Segment Start: Task input

// RFC 7541 Appendix B, indexed by symbol; entry 256 is EOS.
static HUFFMAN_CODES: [(u32, u8); 257] = [
    (0x1ff8, 13), (0x7fffd8, 23), (0xfffffe2, 28), (0xfffffe3, 28),
    (0xfffffe4, 28), (0xfffffe5, 28), (0xfffffe6, 28), (0xfffffe7, 28),
    (0xfffffe8, 28), (0xffffea, 24), (0x3ffffffc, 30), (0xfffffe9, 28),
    (0xfffffea, 28), (0x3ffffffd, 30), (0xfffffeb, 28), (0xfffffec, 28),
    (0xfffffed, 28), (0xfffffee, 28), (0xfffffef, 28), (0xffffff0, 28),
    (0xffffff1, 28), (0xffffff2, 28), (0x3ffffffe, 30), (0xffffff3, 28),
    (0xffffff4, 28), (0xffffff5, 28), (0xffffff6, 28), (0xffffff7, 28),
    (0xffffff8, 28), (0xffffff9, 28), (0xffffffa, 28), (0xffffffb, 28),
    (0x14, 6), (0x3f8, 10), (0x3f9, 10), (0xffa, 12),
    (0x1ff9, 13), (0x15, 6), (0xf8, 8), (0x7fa, 11),
    (0x3fa, 10), (0x3fb, 10), (0xf9, 8), (0x7fb, 11),
    (0xfa, 8), (0x16, 6), (0x17, 6), (0x18, 6),
    (0x0, 5), (0x1, 5), (0x2, 5), (0x19, 6),
    (0x1a, 6), (0x1b, 6), (0x1c, 6), (0x1d, 6),
    (0x1e, 6), (0x1f, 6), (0x5c, 7), (0xfb, 8),
    (0x7ffc, 15), (0x20, 6), (0xffb, 12), (0x3fc, 10),
    (0x1ffa, 13), (0x21, 6), (0x5d, 7), (0x5e, 7),
    (0x5f, 7), (0x60, 7), (0x61, 7), (0x62, 7),
    (0x63, 7), (0x64, 7), (0x65, 7), (0x66, 7),
    (0x67, 7), (0x68, 7), (0x69, 7), (0x6a, 7),
    (0x6b, 7), (0x6c, 7), (0x6d, 7), (0x6e, 7),
    (0x6f, 7), (0x70, 7), (0x71, 7), (0x72, 7),
    (0xfc, 8), (0x73, 7), (0xfd, 8), (0x1ffb, 13),
    (0x7fff0, 19), (0x1ffc, 13), (0x3ffc, 14), (0x22, 6),
    (0x7ffd, 15), (0x3, 5), (0x23, 6), (0x4, 5),
    (0x24, 6), (0x5, 5), (0x25, 6), (0x26, 6),
    (0x27, 6), (0x6, 5), (0x74, 7), (0x75, 7),
    (0x28, 6), (0x29, 6), (0x2a, 6), (0x7, 5),
    (0x2b, 6), (0x76, 7), (0x2c, 6), (0x8, 5),
    (0x9, 5), (0x2d, 6), (0x77, 7), (0x78, 7),
    (0x79, 7), (0x7a, 7), (0x7b, 7), (0x7ffe, 15),
    (0x7fc, 11), (0x3ffd, 14), (0x1ffd, 13), (0xffffffc, 28),
    (0xfffe6, 20), (0x3fffd2, 22), (0xfffe7, 20), (0xfffe8, 20),
    (0x3fffd3, 22), (0x3fffd4, 22), (0x3fffd5, 22), (0x7fffd9, 23),
    (0x3fffd6, 22), (0x7fffda, 23), (0x7fffdb, 23), (0x7fffdc, 23),
    (0x7fffdd, 23), (0x7fffde, 23), (0xffffeb, 24), (0x7fffdf, 23),
    (0xffffec, 24), (0xffffed, 24), (0x3fffd7, 22), (0x7fffe0, 23),
    (0xffffee, 24), (0x7fffe1, 23), (0x7fffe2, 23), (0x7fffe3, 23),
    (0x7fffe4, 23), (0x1fffdc, 21), (0x3fffd8, 22), (0x7fffe5, 23),
    (0x3fffd9, 22), (0x7fffe6, 23), (0x7fffe7, 23), (0xffffef, 24),
    (0x3fffda, 22), (0x1fffdd, 21), (0xfffe9, 20), (0x3fffdb, 22),
    (0x3fffdc, 22), (0x7fffe8, 23), (0x7fffe9, 23), (0x1fffde, 21),
    (0x7fffea, 23), (0x3fffdd, 22), (0x3fffde, 22), (0xfffff0, 24),
    (0x1fffdf, 21), (0x3fffdf, 22), (0x7fffeb, 23), (0x7fffec, 23),
    (0x1fffe0, 21), (0x1fffe1, 21), (0x3fffe0, 22), (0x1fffe2, 21),
    (0x7fffed, 23), (0x3fffe1, 22), (0x7fffee, 23), (0x7fffef, 23),
    (0xfffea, 20), (0x3fffe2, 22), (0x3fffe3, 22), (0x3fffe4, 22),
    (0x7ffff0, 23), (0x3fffe5, 22), (0x3fffe6, 22), (0x7ffff1, 23),
    (0x3ffffe0, 26), (0x3ffffe1, 26), (0xfffeb, 20), (0x7fff1, 19),
    (0x3fffe7, 22), (0x7ffff2, 23), (0x3fffe8, 22), (0x1ffffec, 25),
    (0x3ffffe2, 26), (0x3ffffe3, 26), (0x3ffffe4, 26), (0x7ffffde, 27),
    (0x7ffffdf, 27), (0x3ffffe5, 26), (0xfffff1, 24), (0x1ffffed, 25),
    (0x7fff2, 19), (0x1fffe3, 21), (0x3ffffe6, 26), (0x7ffffe0, 27),
    (0x7ffffe1, 27), (0x3ffffe7, 26), (0x7ffffe2, 27), (0xfffff2, 24),
    (0x1fffe4, 21), (0x1fffe5, 21), (0x3ffffe8, 26), (0x3ffffe9, 26),
    (0xffffffd, 28), (0x7ffffe3, 27), (0x7ffffe4, 27), (0x7ffffe5, 27),
    (0xfffec, 20), (0xfffff3, 24), (0xfffed, 20), (0x1fffe6, 21),
    (0x3fffe9, 22), (0x1fffe7, 21), (0x1fffe8, 21), (0x7ffff3, 23),
    (0x3fffea, 22), (0x3fffeb, 22), (0x1ffffee, 25), (0x1ffffef, 25),
    (0xfffff4, 24), (0xfffff5, 24), (0x3ffffea, 26), (0x7ffff4, 23),
    (0x3ffffeb, 26), (0x7ffffe6, 27), (0x3ffffec, 26), (0x3ffffed, 26),
    (0x7ffffe7, 27), (0x7ffffe8, 27), (0x7ffffe9, 27), (0x7ffffea, 27),
    (0x7ffffeb, 27), (0xffffffe, 28), (0x7ffffec, 27), (0x7ffffed, 27),
    (0x7ffffee, 27), (0x7ffffef, 27), (0x7fffff0, 27), (0x3ffffee, 26),
    (0x3fffffff, 30),
];

// RFC 9204 Appendix A.
static STATIC_TABLE: [(&str, &str); 99] = [
    /*  0 */ (":authority", ""),
    /*  1 */ (":path", "/"),
    /*  2 */ ("age", "0"),
    /*  3 */ ("content-disposition", ""),
    /*  4 */ ("content-length", "0"),
    /*  5 */ ("cookie", ""),
    /*  6 */ ("date", ""),
    /*  7 */ ("etag", ""),
    /*  8 */ ("if-modified-since", ""),
    /*  9 */ ("if-none-match", ""),
    /* 10 */ ("last-modified", ""),
    /* 11 */ ("link", ""),
    /* 12 */ ("location", ""),
    /* 13 */ ("referer", ""),
    /* 14 */ ("set-cookie", ""),
    /* 15 */ (":method", "CONNECT"),
    /* 16 */ (":method", "DELETE"),
    /* 17 */ (":method", "GET"),
    /* 18 */ (":method", "HEAD"),
    /* 19 */ (":method", "OPTIONS"),
    /* 20 */ (":method", "POST"),
    /* 21 */ (":method", "PUT"),
    /* 22 */ (":scheme", "http"),
    /* 23 */ (":scheme", "https"),
    /* 24 */ (":status", "103"),
    /* 25 */ (":status", "200"),
    /* 26 */ (":status", "304"),
    /* 27 */ (":status", "404"),
    /* 28 */ (":status", "503"),
    /* 29 */ ("accept", "*/*"),
    /* 30 */ ("accept", "application/dns-message"),
    /* 31 */ ("accept-encoding", "gzip, deflate, br"),
    /* 32 */ ("accept-ranges", "bytes"),
    /* 33 */ ("access-control-allow-headers", "cache-control"),
    /* 34 */ ("access-control-allow-headers", "content-type"),
    /* 35 */ ("access-control-allow-origin", "*"),
    /* 36 */ ("cache-control", "max-age=0"),
    /* 37 */ ("cache-control", "max-age=2592000"),
    /* 38 */ ("cache-control", "max-age=604800"),
    /* 39 */ ("cache-control", "no-cache"),
    /* 40 */ ("cache-control", "no-store"),
    /* 41 */ ("cache-control", "public, max-age=31536000"),
    /* 42 */ ("content-encoding", "br"),
    /* 43 */ ("content-encoding", "gzip"),
    /* 44 */ ("content-type", "application/dns-message"),
    /* 45 */ ("content-type", "application/javascript"),
    /* 46 */ ("content-type", "application/json"),
    /* 47 */ ("content-type", "application/x-www-form-urlencoded"),
    /* 48 */ ("content-type", "image/gif"),
    /* 49 */ ("content-type", "image/jpeg"),
    /* 50 */ ("content-type", "image/png"),
    /* 51 */ ("content-type", "text/css"),
    /* 52 */ ("content-type", "text/html; charset=utf-8"),
    /* 53 */ ("content-type", "text/plain"),
    /* 54 */ ("content-type", "text/plain;charset=utf-8"),
    /* 55 */ ("range", "bytes=0-"),
    /* 56 */ ("strict-transport-security", "max-age=31536000"),
    /* 57 */ ("strict-transport-security", "max-age=31536000; includesubdomains"),
    /* 58 */ ("strict-transport-security", "max-age=31536000; includesubdomains; preload"),
    /* 59 */ ("vary", "accept-encoding"),
    /* 60 */ ("vary", "origin"),
    /* 61 */ ("x-content-type-options", "nosniff"),
    /* 62 */ ("x-xss-protection", "1; mode=block"),
    /* 63 */ (":status", "100"),
    /* 64 */ (":status", "204"),
    /* 65 */ (":status", "206"),
    /* 66 */ (":status", "302"),
    /* 67 */ (":status", "400"),
    /* 68 */ (":status", "403"),
    /* 69 */ (":status", "421"),
    /* 70 */ (":status", "425"),
    /* 71 */ (":status", "500"),
    /* 72 */ ("accept-language", ""),
    /* 73 */ ("access-control-allow-credentials", "FALSE"),
    /* 74 */ ("access-control-allow-credentials", "TRUE"),
    /* 75 */ ("access-control-allow-headers", "*"),
    /* 76 */ ("access-control-allow-methods", "get"),
    /* 77 */ ("access-control-allow-methods", "get, post, options"),
    /* 78 */ ("access-control-allow-methods", "options"),
    /* 79 */ ("access-control-expose-headers", "content-length"),
    /* 80 */ ("access-control-request-headers", "content-type"),
    /* 81 */ ("access-control-request-method", "get"),
    /* 82 */ ("access-control-request-method", "post"),
    /* 83 */ ("alt-svc", "clear"),
    /* 84 */ ("authorization", ""),
    /* 85 */ ("content-security-policy", "script-src 'none'; object-src 'none'; base-uri 'none'"),
    /* 86 */ ("early-data", "1"),
    /* 87 */ ("expect-ct", ""),
    /* 88 */ ("forwarded", ""),
    /* 89 */ ("if-range", ""),
    /* 90 */ ("origin", ""),
    /* 91 */ ("purpose", "prefetch"),
    /* 92 */ ("server", ""),
    /* 93 */ ("timing-allow-origin", "*"),
    /* 94 */ ("upgrade-insecure-requests", "1"),
    /* 95 */ ("user-agent", ""),
    /* 96 */ ("x-forwarded-for", ""),
    /* 97 */ ("x-frame-options", "deny"),
    /* 98 */ ("x-frame-options", "sameorigin"),
];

Segment End: Task input

### What to work on
Could you filter the entries above for lines holding the string "strict" and copy them?

### Answer section
    /* 56 */ ("strict-transport-security", "max-age=31536000"),
    /* 57 */ ("strict-transport-security", "max-age=31536000; includesubdomains"),
    /* 58 */ ("strict-transport-security", "max-age=31536000; includesubdomains; preload"),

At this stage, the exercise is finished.